Let's create Glue resources needed for Athena

So we want to be able to query some S3 objects using Athena. To facilitate this, we need the following resources in Glue:

Glue Database
Glue Table

The Glue table can be created either manually or using a Crawler. We will use a Crawler in this example for the following reasons:

Easier to manage for long term applications
Handles schema changes based on the S3 object data automatically
Useful configuration options

Note: Manually creating tables has it's place. Either to facilitate one off requests or out of process querying. It may also be the case that if you know your schema upfront, you may be consuming data from a source out of your control and so need to define columns as JSON encoded strings to give you better flexibility with queries.

Resource Definitions

The following shows a basic example of the required resources.

Glue database:

  GlueDatabase:
    Type: AWS::Glue::Database
    Properties:
      CatalogId: !Ref AWS::AccountId
      DatabaseInput:
        Description: "Description of Database"
        Name: "my-database"

Nothing complicated to note here. Just set your AWS account id as the CatlogId and give it a name.
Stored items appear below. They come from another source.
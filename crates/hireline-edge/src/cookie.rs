//! The `user-roles` cookie as the edge writes and reads it.
//!
//! The cookie is signed with the edge's key. A value the client wrote itself,
//! or one that was altered, fails verification and reads as zero roles.

use axum::http::HeaderMap;
use axum_extra::extract::cookie::{Cookie, CookieJar, Key, SameSite, SignedCookieJar};
use time::Duration;

use hireline_core::{RoleSet, ROLE_COOKIE_NAME};

use crate::config::EdgeConfig;

/// Roles carried by the request's role cookie; zero roles if absent,
/// unsigned, tampered with, or malformed.
#[must_use]
pub fn roles_from_headers(headers: &HeaderMap, key: &Key) -> RoleSet {
    let jar = SignedCookieJar::from_headers(headers, key.clone());
    let cookie = jar.get(ROLE_COOKIE_NAME);
    RoleSet::from_optional_cookie(cookie.as_ref().map(Cookie::value))
}

/// Add the signed role cookie holding `roles` to `jar`.
#[must_use]
pub fn write_role_cookie(
    jar: SignedCookieJar,
    roles: &RoleSet,
    config: &EdgeConfig,
) -> SignedCookieJar {
    let mut cookie = role_cookie(roles.to_cookie_value(), config);
    let max_age = i64::try_from(config.role_cookie_max_age_seconds).unwrap_or(i64::MAX);
    cookie.set_max_age(Duration::seconds(max_age));
    jar.add(cookie)
}

/// A jar that expires the role cookie.
///
/// The removal carries no roles, so it is not signed.
#[must_use]
pub fn clear_role_cookie(config: &EdgeConfig) -> CookieJar {
    let mut cookie = role_cookie(String::new(), config);
    cookie.make_removal();
    CookieJar::new().add(cookie)
}

fn role_cookie(value: String, config: &EdgeConfig) -> Cookie<'static> {
    Cookie::build((ROLE_COOKIE_NAME, value))
        .path("/")
        .http_only(true)
        .same_site(SameSite::Lax)
        .secure(config.cookie_secure)
        .build()
}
see: CloudFormation - Glue Database

Glue Security Configuration:

  GlueSecurityConfiguration:
    Type: AWS::Glue::SecurityConfiguration
    Properties:
      EncryptionConfiguration:
        CloudWatchEncryption:
          CloudWatchEncryptionMode: 'SSE-KMS'
          KmsKeyArn: <ARN of KMS key>
        JobBookmarksEncryption:
          JobBookmarksEncryptionMode: 'DISABLED'
        S3Encryptions:
          - S3EncryptionMode: 'DISABLED'
      Name: "My Security Configuration"

The example above provides encryption of any CloudWatch logs generated by your Crawler with the S3 and Job Bookmark encryption set as 'DISABLED'.

S3 encryption allows you to add 'at rest' encryption to any data written to S3 by your Crawler:

        S3Encryptions:
          - S3EncryptionMode: 'SSE-KMS'
            KmsKeyArn: <ARN of KMS key>

The options for 'S3EncryptionMode' are 'DISABLED', 'SSE-KMS' and 'SSE-S3'.

Job bookmark encryption can only be provided with 'CSE-KMS' encryption or be set as 'DISABLED'.

        JobBookmarksEncryption:
          JobBookmarksEncryptionMode: 'CSE-KMS'
          KmsKeyArn: <ARN of KMS key>

Job Bookmarks are used by Glue to track what data has already processed between running the ETL jobs.

see: CloudFormation - Glue Security Configuration Working with Security Configurations Job Bookmarks.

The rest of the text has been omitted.